1 Corintios 2 - Reina Valera 1865

Proclamando a Cristo crucificado

1. ASÍ que, hermanos, cuando yo vine a vosotros, no vine con excelencia de palabra o de sabiduría, para anunciaros el testimonio de Cristo.

2. Porque había determinado no saber cosa alguna entre vosotros, sino a Jesu Cristo, y a este crucificado.

3. Y estuve yo entre vosotros con flaqueza, y con temor, y mucho temblor;

4. Y ni mi palabra ni mi predicación fué con palabras persuasivas de humana sabiduría, sino con demonstración del Espíritu y con poder;

5. Para que vuestra fé no sea en sabiduría de hombres, mas en poder de Dios.

La revelación por el Espíritu de Dios

6. Empero hablamos sabiduría entre los que son perfectos; y sabiduría, no de este siglo, ni de los príncipes de este siglo, que vienen a nada;

7. Mas hablamos la sabiduría misteriosa de Dios, es a saber, la sabiduría ocultada: la que Dios predestinó ántes de los siglos para nuestra gloria,

8. La que ninguno de los príncipes de este siglo conoció; porque si la conocieran, nunca crucificaran al Señor de gloria;

9. Ántes, como está escrito: Ni ojo vió, ni oido oyó, ni en corazón de hombre subió lo que Dios preparó para los que le aman.

10. Empero Dios nos lo reveló a nosotros por su Espíritu; porque el Espíritu todo lo comprende, aun las profundidades de Dios.

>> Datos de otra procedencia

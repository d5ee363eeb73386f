//! The picker's interactive state container.

use crate::index::{ALL_COLLECTION, CatalogIndex};
use crate::state::types::{CatalogStatus, EmojiItem};

/// State of one open picker session.
///
/// Created fresh every time the picker opens and dropped on close; the only
/// thing that survives across opens is the externally remembered "last
/// active collection", which the host passes back in. The fields are
/// mutated by the transition functions in [`crate::logic`] in response to
/// [`crate::events::PickerCommand`]s.
#[derive(Debug, Default)]
pub struct PickerState {
    /// Read view over the merged catalog; swapped wholesale on each load.
    pub index: CatalogIndex,
    /// Active collection name, or the `"all"` sentinel. Empty until the
    /// first catalog arrives.
    pub active_collection: String,
    /// Current trimmed search query; empty means "collection view".
    pub query: String,
    /// The currently displayed result set, in catalog order.
    pub filtered: Vec<EmojiItem>,
    /// Highlighted index into `filtered`; `None` when nothing is
    /// highlighted.
    pub selected: Option<usize>,
    /// Whether activations keep the picker open for additional picks.
    pub multi_select: bool,
    /// Whether the initial load is still in flight.
    pub loading: bool,
    /// Message of the most recent total load failure, if any.
    pub last_error: Option<String>,
    /// Collection name remembered by the host's settings layer, restored
    /// when the next catalog arrives (if it still exists there).
    pub remembered_collection: Option<String>,
}

impl PickerState {
    /// What: Fresh state for a newly opened picker.
    ///
    /// Inputs:
    /// - `remembered_collection`: Last active collection restored from the
    ///   host's settings, if that feature is enabled there.
    ///
    /// Output:
    /// - A loading-state picker with an empty catalog.
    #[must_use]
    pub fn new(remembered_collection: Option<String>) -> Self {
        Self {
            loading: true,
            remembered_collection,
            ..Self::default()
        }
    }

    /// What: Derive the user-visible catalog readiness.
    ///
    /// Output:
    /// - `Loading` until the first load settles; then `Failed` when every
    ///   source failed, `NoSources` when there was nothing to load, and
    ///   `Ready` once any collection is available.
    ///
    /// Details:
    /// - A background refresh failure after a successful load does not
    ///   regress the status: an available catalog stays `Ready`.
    #[must_use]
    pub fn status(&self) -> CatalogStatus {
        if !self.index.is_empty() {
            return CatalogStatus::Ready;
        }
        if self.loading {
            return CatalogStatus::Loading;
        }
        self.last_error.as_ref().map_or(CatalogStatus::NoSources, |message| {
            CatalogStatus::Failed(message.clone())
        })
    }

    /// Whether `active_collection` still names something resolvable in the
    /// current index (the sentinel always does).
    #[must_use]
    pub fn active_collection_exists(&self) -> bool {
        self.active_collection == ALL_COLLECTION
            || self.index.collection(&self.active_collection).is_some()
    }
}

11. Porque ¿quién de los hombres sabe las cosas que son del hombre, sino el espíritu del mismo hombre que está en él? así tampoco nadie conoció las cosas que son de Dios, sino el Espíritu de Dios.

12. Y nosotros hemos recibido no el espíritu del mundo, sino el Espíritu que es de Dios; para que conozcamos lo que Dios nos ha dado.

13. Lo cual también hablamos no con palabras que enseña la humana sabiduría, sino en las que enseña el Espíritu Santo, acomodando lo espiritual a lo espiritual.

14. Mas el hombre natural no percibe las cosas que son del Espíritu de Dios; porque le son insensatez; ni las puede conocer, porque son espiritualmente examinadas.

15. Empero el espiritual examina (ciertamente) todas las cosas; mas él de nadie es examinado.

16. Porque ¿quién conoció la mente del Señor, para que le instruyese? Mas nosotros tenemos entendida la mente de Cristo.